Kierowcy jednak nic sobie z tego nie robią. Najbardziej poszkodowani są pracownicy remontujący główną ulicę miasta.
– Jeśli chodzi o nasze prace związane z geodezją to utrudnia nam je zdecydowanie parkowanie aut na torowisku i jednocześnie powoduje pewne opóźnienia. – mówi jeden z pracowników.
Są kierowcy, którzy na widok mikrofonu uciekają z nielegalnego parkingu. Są i tacy, którzy korzystają z remontu od kilku miesięcy.
– Na razie, wie pan, nic nie jest otwarte, także nie ma problemu. Ja tu staję proszę pana od paru ładnych miesięcy. Jeszcze nawet nie było otwarte wszystko, bo trwały prace. – mówi jeden z kierowców.
Od skrzyżowania ulicy Kilińskiego i św. Jana z ulicą Zamkową nie ma możliwości, żeby jakikolwiek samochód mógł zaparkować, ponieważ torowisko jest zabezpieczone i trwają poważniejsze prace.
Problem mają przede wszystkim okoliczne sklepiki w momencie, kiedy muszą przyjąć dostawę towaru. Straż miejska doskonale zna sprawę.

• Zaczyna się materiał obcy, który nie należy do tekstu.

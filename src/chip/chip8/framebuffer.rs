use crate::chip::chip8::constants::{
    CHIP8_DISPLAY_HEIGHT, CHIP8_DISPLAY_SIZE, CHIP8_DISPLAY_WIDTH, CHIP8_RGBA_BYTES_PER_PIXEL,
};

/// The 64x32 monochrome display. Pixels are stored row-major, `true` meaning set.
#[derive(Clone, Debug, PartialEq, Eq)]
pub struct Framebuffer {
    pixels: [bool; CHIP8_DISPLAY_SIZE],
}

impl Framebuffer {
    pub fn new() -> Self {
        Framebuffer {
            pixels: [false; CHIP8_DISPLAY_SIZE],
        }
    }

    pub fn clear(&mut self) {
        self.pixels = [false; CHIP8_DISPLAY_SIZE];
    }

    pub fn pixels(&self) -> &[bool] {
        &self.pixels
    }

    /// Returns the pixel at (`x`, `y`). Coordinates wrap around the display edges.
    pub fn pixel(&self, x: usize, y: usize) -> bool {
        self.pixels[Self::translate(x, y)]
    }

    pub fn is_blank(&self) -> bool {
        self.pixels.iter().all(|pixel| !pixel)
    }

    /// XORs an 8 pixel wide sprite row onto the display with its leftmost pixel at
    /// (`x`, `y`). Every pixel wraps around the display edges independently. Returns
    /// whether a set pixel was cleared, and whether any pixel changed at all.
    pub(crate) fn xor_row(&mut self, x: usize, y: usize, row: u8) -> (bool, bool) {
        let mut collision = false;
        let mut changed = false;
        for x_pos in 0..8 {
            if row & (0x80 >> x_pos) == 0 {
                continue;
            }
            let pixel_pos = Self::translate(x + x_pos, y);
            if self.pixels[pixel_pos] {
                collision = true;
            }
            self.pixels[pixel_pos] ^= true;
            changed = true;
        }
        (collision, changed)
    }

    /// Writes the display as packed RGBA into `out`: four 0xFF bytes per set pixel,
    /// four 0x00 bytes per clear pixel.
    ///
    /// # Panics
    /// In case `out` is not exactly `64 * 32 * 4` bytes long.
    pub fn write_rgba(&self, out: &mut [u8]) {
        assert_eq!(out.len(), CHIP8_DISPLAY_SIZE * CHIP8_RGBA_BYTES_PER_PIXEL);
        for (pixel, chunk) in self
            .pixels
            .iter()
            .zip(out.chunks_exact_mut(CHIP8_RGBA_BYTES_PER_PIXEL))
        {
            chunk.fill(if *pixel { 0xFF } else { 0x00 });
        }
    }

    pub fn to_rgba(&self) -> Vec<u8> {
        let mut out = vec![0; CHIP8_DISPLAY_SIZE * CHIP8_RGBA_BYTES_PER_PIXEL];
        self.write_rgba(&mut out);
        out
    }

    fn translate(x: usize, y: usize) -> usize {
        (x % CHIP8_DISPLAY_WIDTH) + (y % CHIP8_DISPLAY_HEIGHT) * CHIP8_DISPLAY_WIDTH
    }
}

impl Default for Framebuffer {
    fn default() -> Self {
        Framebuffer::new()
    }
}
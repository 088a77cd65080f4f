//! Grouped sums and totals over resolved amount columns.

use std::collections::BTreeMap;

use super::model::{CellValue, Table};

/// One group's key and its per-column sums.
#[derive(Debug, Clone, PartialEq)]
pub struct GroupRow {
    pub key: CellValue,
    pub sums: Vec<f64>,
}

/// Result of [`group_sum`]: a small table keyed by one column.
#[derive(Debug, Clone, PartialEq)]
pub struct GroupedSums {
    pub key_column: String,
    pub value_columns: Vec<String>,
    pub rows: Vec<GroupRow>,
}

impl GroupedSums {
    /// Rows ordered by descending sum of `value_columns[index]`.
    pub fn sorted_desc_by(mut self, index: usize) -> Self {
        self.rows.sort_by(|a, b| b.sums[index].total_cmp(&a.sums[index]));
        self
    }

    /// Prefix every value column name, e.g. `AS (L)` → `Sum AS (L)`.
    pub fn with_prefix(mut self, prefix: &str) -> Self {
        for name in &mut self.value_columns {
            *name = format!("{prefix}{name}");
        }
        self
    }

    /// Sum of one value column across all groups.
    pub fn total(&self, index: usize) -> f64 {
        self.rows.iter().map(|r| r.sums[index]).sum()
    }
}

/// Sum `values` per distinct value of `key`.
///
/// Rows with a missing key are left out; missing values add nothing. Groups
/// come out in sorted key order. Returns `None` if any named column is absent.
pub fn group_sum(table: &Table, key: &str, values: &[&str]) -> Option<GroupedSums> {
    let key_col = table.column(key)?;
    let value_cols = values
        .iter()
        .map(|name| table.column(name))
        .collect::<Option<Vec<_>>>()?;

    let mut groups: BTreeMap<CellValue, Vec<f64>> = BTreeMap::new();
    for row in 0..table.row_count() {
        let k = key_col.cell(row);
        if k.is_missing() {
            continue;
        }
        let sums = groups.entry(k).or_insert_with(|| vec![0.0; value_cols.len()]);
        for (slot, col) in sums.iter_mut().zip(&value_cols) {
            if let Some(v) = col.number(row) {
                *slot += v;
            }
        }
    }

    Some(GroupedSums {
        key_column: key.to_string(),
        value_columns: values.iter().map(|s| s.to_string()).collect(),
        rows: groups
            .into_iter()
            .map(|(key, sums)| GroupRow { key, sums })
            .collect(),
    })
}

/// Sum of the non-missing numbers in `column`; 0 when absent or text.
pub fn column_sum(table: &Table, column: &str) -> f64 {
    table.column(column).map_or(0.0, |c| c.numbers().sum())
}

/// Rows whose `column` equals `label` (after trimming) are left out of totals.
#[derive(Debug, Clone, PartialEq, Eq)]
pub struct Exclusion {
    pub column: String,
    pub label: String,
}

impl Exclusion {
    pub fn new(column: impl Into<String>, label: impl Into<String>) -> Self {
        Exclusion {
            column: column.into(),
            label: label.into(),
        }
    }

    fn excludes(&self, table: &Table, row: usize) -> bool {
        table
            .column(&self.column)
            .and_then(|c| c.text_at(row))
            .is_some_and(|v| v.trim() == self.label)
    }
}

/// Sum of `amount`, skipping rows the exclusion matches.
pub fn sum_excluding(table: &Table, amount: &str, exclusion: Option<&Exclusion>) -> f64 {
    let Some(col) = table.column(amount) else {
        return 0.0;
    };
    (0..table.row_count())
        .filter(|&row| !exclusion.is_some_and(|e| e.excludes(table, row)))
        .filter_map(|row| col.number(row))
        .sum()
}

/// Filtered total as a share of the full total.
#[derive(Debug, Clone, Copy, PartialEq)]
pub struct TotalShare {
    pub full_total: f64,
    pub filtered_total: f64,
    /// `filtered / full * 100`, or 0 when the full total is not positive.
    pub percentage: f64,
}

pub fn share_of_total(
    full: &Table,
    filtered: &Table,
    amount: &str,
    exclusion: Option<&Exclusion>,
) -> TotalShare {
    let full_total = sum_excluding(full, amount, exclusion);
    let filtered_total = sum_excluding(filtered, amount, exclusion);
    let percentage = if full_total > 0.0 {
        filtered_total / full_total * 100.0
    } else {
        0.0
    };
    TotalShare {
        full_total,
        filtered_total,
        percentage,
    }
}

#[cfg(test)]
mod tests {
    use super::*;
    use crate::data::model::Column;

    fn estimate() -> Table {
        Table::new(vec![
            Column::numeric("Amt", vec![Some(100.0), Some(200.0), None, Some(300.0)]),
            Column::text("Items", vec![Some("A"), Some("A"), Some("B"), Some("Lumpsum ")]),
        ])
        .unwrap()
    }

    #[test]
    fn lumpsum_excluded_share() {
        let full = estimate();
        let filtered = full.take_rows(&[0, 1]);
        let lumpsum = Exclusion::new("Items", "Lumpsum");

        let share = share_of_total(&full, &filtered, "Amt", Some(&lumpsum));
        assert_eq!(share.full_total, 300.0);
        assert_eq!(share.filtered_total, 300.0);
        assert!((share.percentage - 100.0).abs() < 1e-9);

        let share = share_of_total(&full, &filtered, "Amt", None);
        assert_eq!(share.full_total, 600.0);
        assert!((share.percentage - 50.0).abs() < 1e-9);
    }

    #[test]
    fn non_positive_total_gives_zero_share() {
        let t = Table::new(vec![Column::numeric("Amt", vec![Some(-5.0), Some(5.0)])]).unwrap();
        let share = share_of_total(&t, &t.take_rows(&[1]), "Amt", None);
        assert_eq!(share.full_total, 0.0);
        assert_eq!(share.percentage, 0.0);
    }

    #[test]
    fn groups_merge_and_sort() {
        let t = Table::new(vec![
            Column::text("Contractor", vec![Some("Beta"), Some("Alpha"), Some("Beta"), None]),
            Column::numeric("AS (L)", vec![Some(10.0), Some(25.0), Some(20.0), Some(99.0)]),
            Column::numeric("CV (L)", vec![Some(1.0), None, Some(2.0), Some(9.0)]),
        ])
        .unwrap();

        let grouped = group_sum(&t, "Contractor", &["AS (L)", "CV (L)"]).unwrap();
        let keys: Vec<String> = grouped.rows.iter().map(|r| r.key.to_string()).collect();
        assert_eq!(keys, vec!["Alpha", "Beta"]);
        assert_eq!(grouped.rows[1].sums, vec![30.0, 3.0]);
        assert_eq!(grouped.rows[0].sums, vec![25.0, 0.0]);

        let summary = grouped.sorted_desc_by(0).with_prefix("Sum ");
        assert_eq!(summary.rows[0].key, CellValue::Text("Beta".into()));
        assert_eq!(summary.value_columns, vec!["Sum AS (L)", "Sum CV (L)"]);
    }

    #[test]
    fn missing_columns_give_no_groups() {
        assert!(group_sum(&estimate(), "TN No", &["Amt"]).is_none());
        assert!(group_sum(&estimate(), "Items", &["AS (L)"]).is_none());
        assert_eq!(column_sum(&estimate(), "Items"), 0.0);
        assert_eq!(column_sum(&estimate(), "Amt"), 600.0);
    }
}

– Otrzymywaliśmy sygnały, że mieszkańcy parkują na torowisku. W związku z tym były podjęte działania. Wysyłano patrol na miejsce, żeby zobaczyć jak sytuacja wygląda. Od 15 marca,w porozumieniu z komendantem, wprowadzona została akcja wystawiania tzw. żółtych kartek informacyjnych, żeby po prostu wyeliminować problem parkowania na torowisku. – mówi starszy inspektor Sławomir Gitner.
Prezydent Pabianic Grzegorz Mackiewicz jest świadomy, że parkowanie w centrum miasta jest dużym problemem. Ma jednak nadzieję, że niebawem sytuacja się zmieni.
– Nam też, jako miastu, zależy na jak najszybszym uruchomieniu centrum miasta, żeby tam wróciło życie. Jednym z elementów jest również parkowanie. Mamy pełną świadomość, ze dopóki nie ma wyznaczonych ściśle miesc parkingowych, to każdy próbuje stanąć tam, gdzie jest to możliwe. Do tej pory nam to jakoś specjalnie nie przeszkadzało. Natomiast rzeczywiście, przy podwieszaniu trakcji tramwajowej te samochody muszą być usuwane. Na razie idzie to w miarę sprawnie – wyjaśnia prezydent miasta i dodaje – Zbliża się wielkimi krokami odcinkowy odbiór ulicy Zamkowej i stała organizacja. A wtedy parkowanie na torowisku będzie już niedopuszczalne.
Oby tylko wówczas kierowcy nie zapomnieli się z parkowaniem na torowisku jak mieszkanka Pabianic, która z zakupami weszła w świeżo wylany beton, co uchwyciły kamery straży miejskiej.